# Work Shop Updates (New Pics.)



## Bieser (Oct 30, 2012)

Well I spent the last few days cleaning the workshop after a bunch of projects. I am in the process of building my workshop. Next up is some doors, trim and setting up my dust collection. Let me know what you all think.

B.


----------



## Bieser (Oct 30, 2012)

I have been thinking about doing a blog on the workshop build, My focus is to make a super efficient shop in the limited space. I have been working on the shop for about 4 months. I spent about 2 years brainstorming how it would be laid out and mostly procrastinating! LOL. Well now I am in it deep. I am always open to ideas.


----------



## RodNGun (Feb 4, 2012)

Great shop. I gave up on the RAS a long time ago but if I had that one it would be in my shop for sure (very cool). Tell us about it, and the Darth Vader bandsaw.


----------



## Smitty_Cabinetshop (Mar 26, 2011)

Green walls and a green RAS! Same combo I have, but not nearly as well placed and clean as your setup. Very nice, I like the RAS cabinet particularly. Good Ideas that I'd love to copy when I work on my RAS wall…


----------



## Bieser (Oct 30, 2012)

Darth Vadar bandsaw is actually a Porter Cable 14inch it works decent for me. The RAS is a 1950s Dewalt I found on CLs. it was in a basement shop and had not been used in years, I rebuilt it last year, it runs very smooth. I built it so it would slide out of the way and I could use that as another work bench.


----------



## Bieser (Oct 30, 2012)

The RAS cabinet is going to get some doors, shelves and will have a downdraft on the end of it for sanding when I get to the dust collection.


----------



## BrandonW (Apr 27, 2010)

So . . . where do you keep your clutter?

I'm envious of how nice this looks.


----------



## Bieser (Oct 30, 2012)

Brandon, 
If you would have saw this a few days ago you would have seen clutter. I just decided it was time to tidy up.


----------



## Chris208 (Mar 8, 2012)

Nice shop. For a split second, I looked at the second pic, and thought - This dude's got a dang Delta garage door opener?

Then I realized it was your air cleaner.


----------



## Elizabeth (Oct 17, 2009)

Nice shop! Have you blocked off the bottom of the garage door, or is that board there just temporarily?


----------



## joeyinsouthaustin (Sep 22, 2012)

This is very similar to a shop I had for years. I was able to maximize that space. Seriously, I moved from there into a 3700' space and didn't buy any new tools. So I would love to share the ideas that "maximized" that shop, and I love the idea of the compact space. It already looks really great. One of the things that helped me was the garage door, table saw set up. Looks like you have that one. Material can be staged at the door and go right to saw. Here is one thing I would change. I realized in my shop that the rt side out feed of the has a shadow created by how far the fence slides. by kicking the saw over this is an excellent place for your "saw bank" I also elevated my saw bank higher than the table saw out feed allowing sheet goods to slide under (about the only thing you'll rip at full width. I then used cantilever shelving on that wall to store rips and boards in the unusable footprint above and below the sawbank and out feed. That would free up all the wall where your saw bank is for other tools and an assembly table. Some have used there out feed table as assembly, but your set up is large enough to have one separate. I like the downdraft in the sawbank idea. That means ripping, sanding, and assembly on a table could happen with min interference. wheels of course are a must. Her are some pics…. and as you can see this is right before I moved, so here is what a dirty shop looks like. Ignore the ugly guy in the pics.. that is just me.

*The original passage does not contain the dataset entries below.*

impl RuleBasedNer {
    /// Create a recognizer with the built-in lexicon
    pub fn new() -> Self {
        Self::from_lexicon(Lexicon::builtin())
    }

    pub fn from_lexicon(lexicon: Lexicon) -> Self {
        let sentence_abbreviations = lexicon
            .abbreviations
            .iter()
            .chain(lexicon.honorifics.iter())
            .cloned()
            .collect();
        Self {
            lexicon,
            sentence_abbreviations,
            min_confidence: DEFAULT_THRESHOLD,
        }
    }

    /// Set up the recognizer for a run: built-in lexicon, the optional
    /// lexicon file, and every name form the name tables mention.
    pub fn from_config(model: &ModelConfig, tables: &NameTables) -> Result<Self> {
        let mut lexicon = Lexicon::builtin();
        if let Some(path) = &model.lexicon_path {
            let extra = Lexicon::from_file(path)?;
            tracing::debug!(
                "Loaded lexicon {} ({} persons)",
                path.display(),
                extra.persons.len()
            );
            lexicon.merge(extra);
        }

        let ner = Self::from_lexicon(lexicon).with_known_names(tables.known_forms());
        tracing::info!(
            "Rule-based NER ready with {} known person names",
            ner.lexicon.persons.len()
        );
        Ok(ner)
    }

    /// Add names that are always labelled as persons
    pub fn with_known_names<'a>(mut self, names: impl IntoIterator<Item = &'a str>) -> Self {
        self.lexicon
            .persons
            .extend(names.into_iter().map(str::to_string));
        self
    }

    /// Set the minimum confidence an entity needs to be reported
    pub fn with_threshold(mut self, min_confidence: f32) -> Self {
        self.min_confidence = min_confidence;
        self
    }

    pub fn lexicon(&self) -> &Lexicon {
        &self.lexicon
    }

    fn is_non_name(&self, word: &str) -> bool {
        self.lexicon.non_names.contains(word)
    }

    fn is_honorific(&self, word: &str) -> bool {
        self.lexicon.honorifics.contains(word)
    }

    /// Words that may be followed by a period without ending the run
    fn takes_period(&self, word: &str) -> bool {
        is_initial(word) || self.is_honorific(word) || self.lexicon.abbreviations.contains(word)
    }

    fn tokenize<'t>(&self, text: &'t str) -> Vec<Token<'t>> {
        WORD.find_iter(text)
            .filter_map(|m| {
                let raw = m.as_str();
                let (core, possessive) = match raw
                    .strip_suffix("'s")
                    .or_else(|| raw.strip_suffix("’s"))
                {
                    Some(stem) => (stem, true),
                    None => (raw, false),
                };
                let trimmed = core.trim_end_matches(|c: char| matches!(c, '\'' | '’' | '-'));
                if trimmed.is_empty() {
                    return None;
                }
                Some(Token {
                    text: trimmed,
                    start: m.start(),
                    end: m.start() + trimmed.len(),
                    raw_end: m.end(),
                    possessive: possessive || trimmed.len() < core.len(),
                })
            })
            .collect()
    }

    /// Whether `next` continues the run that ends with `prev`
    fn joins(&self, text: &str, prev: &Token<'_>, next: &Token<'_>) -> bool {
        if prev.possessive {
            return false;
        }
        let gap = &text[prev.raw_end..next.start];
        if !gap.is_empty() && gap.chars().all(is_inline_space) {
            return true;
        }
        match gap.strip_prefix('.') {
            Some(rest) => self.takes_period(prev.text) && rest.chars().all(is_inline_space),
            None => false,
        }
    }

    /// Runs of adjacent capitalized words
    fn capitalized_runs<'t>(&self, text: &'t str) -> Vec<Vec<Token<'t>>> {
        let mut runs = Vec::new();
        let mut current: Vec<Token<'t>> = Vec::new();

        for token in self.tokenize(text) {
            if !is_capitalized(token.text) || is_shouting(token.text) {
                if !current.is_empty() {
                    runs.push(std::mem::take(&mut current));
                }
                continue;
            }
            if let Some(prev) = current.last() {
                if !self.joins(text, prev, &token) {
                    runs.push(std::mem::take(&mut current));
                }
            }
            current.push(token);
        }
        if !current.is_empty() {
            runs.push(current);
        }
        runs
    }

    /// Label one run, or `None` when nothing name-like is left after trimming
    fn classify(&self, text: &str, run: &[Token<'_>]) -> Option<ExtractedEntity> {
        let mut titled = false;
        let mut words = run;

        while let Some((first, rest)) = words.split_first() {
            if self.is_honorific(first.text) {
                titled = true;
            } else if !self.is_non_name(first.text) {
                break;
            }
            words = rest;
        }
        while let Some((last, rest)) = words.split_last() {
            if !(self.is_non_name(last.text) || is_initial(last.text)) {
                break;
            }
            words = rest;
        }

        let (first, last) = (words.first()?, words.last()?);
        let span = TextSpan::new(first.start, last.end);
        let phrase = span.slice(text);

        let (entity_type, confidence) = if self.lexicon.persons.contains(phrase) {
            (EntityLabel::Person, KNOWN_CONFIDENCE)
        } else if self.lexicon.organizations.contains(phrase)
            || words.iter().any(|w| ORGANIZATION_WORDS.contains(&w.text))
        {
            (EntityLabel::Organization, PHRASE_CONFIDENCE)
        } else if self.lexicon.locations.contains(phrase) || LOCATION_WORDS.contains(&last.text) {
            (EntityLabel::Location, PHRASE_CONFIDENCE)
        } else if titled {
            (EntityLabel::Person, TITLED_CONFIDENCE)
        } else if words.len() == 1 && first.start == run[0].start && is_sentence_start(text, first.start)
        {
            (EntityLabel::Person, SENTENCE_INITIAL_CONFIDENCE)
        } else {
            (EntityLabel::Person, CAPITALIZED_CONFIDENCE)
        };

        Some(ExtractedEntity {
            text: phrase.to_string(),
            entity_type,
            start: span.start,
            end: span.end,
            confidence,
        })
    }
}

This view shows the garage door, saw and back wall. The shelving is over the chop saw bank (your ras bank) and under the bank and outfeed. Yes in a footprint smaller than yours I fit a unisaw with full size fence and a full capacity excaliber sliding crosscut sled.








This for pespective. I had the awning, but it looks like you could get 8' of infeed with the door closed and open it for longer. Fuzzy in the back is all the tools I put in the space where your ras is now. (see list below)








In this you can see on the lower left the storage under the outfeed. the right is the corner of my assm table, and directly to my left is the saw bank, out of view, but you can see where the out feed of the goes over the saw table, and w/o interference. Also, I placed the DC at the corner of the saw to be central. It has a line to the TS, and aline to the cieling that splits to the saw bank, and the bank of tools on the other wall.









on this wall opposite the saw bank (where yours is now) I was able to fit a shaper, edgebander, 13 hole linebore, drill press, planer, and bandsaw. each was on it's own cabinet and rolled out in line with the DC to max out in and out feed. There was also a door on each end of this wall, but I had 10' either side. That also meant I only had to have one 220 and 110 dedicated circuit and they all shared the same DC at that position. use that trash can on the left as a reference.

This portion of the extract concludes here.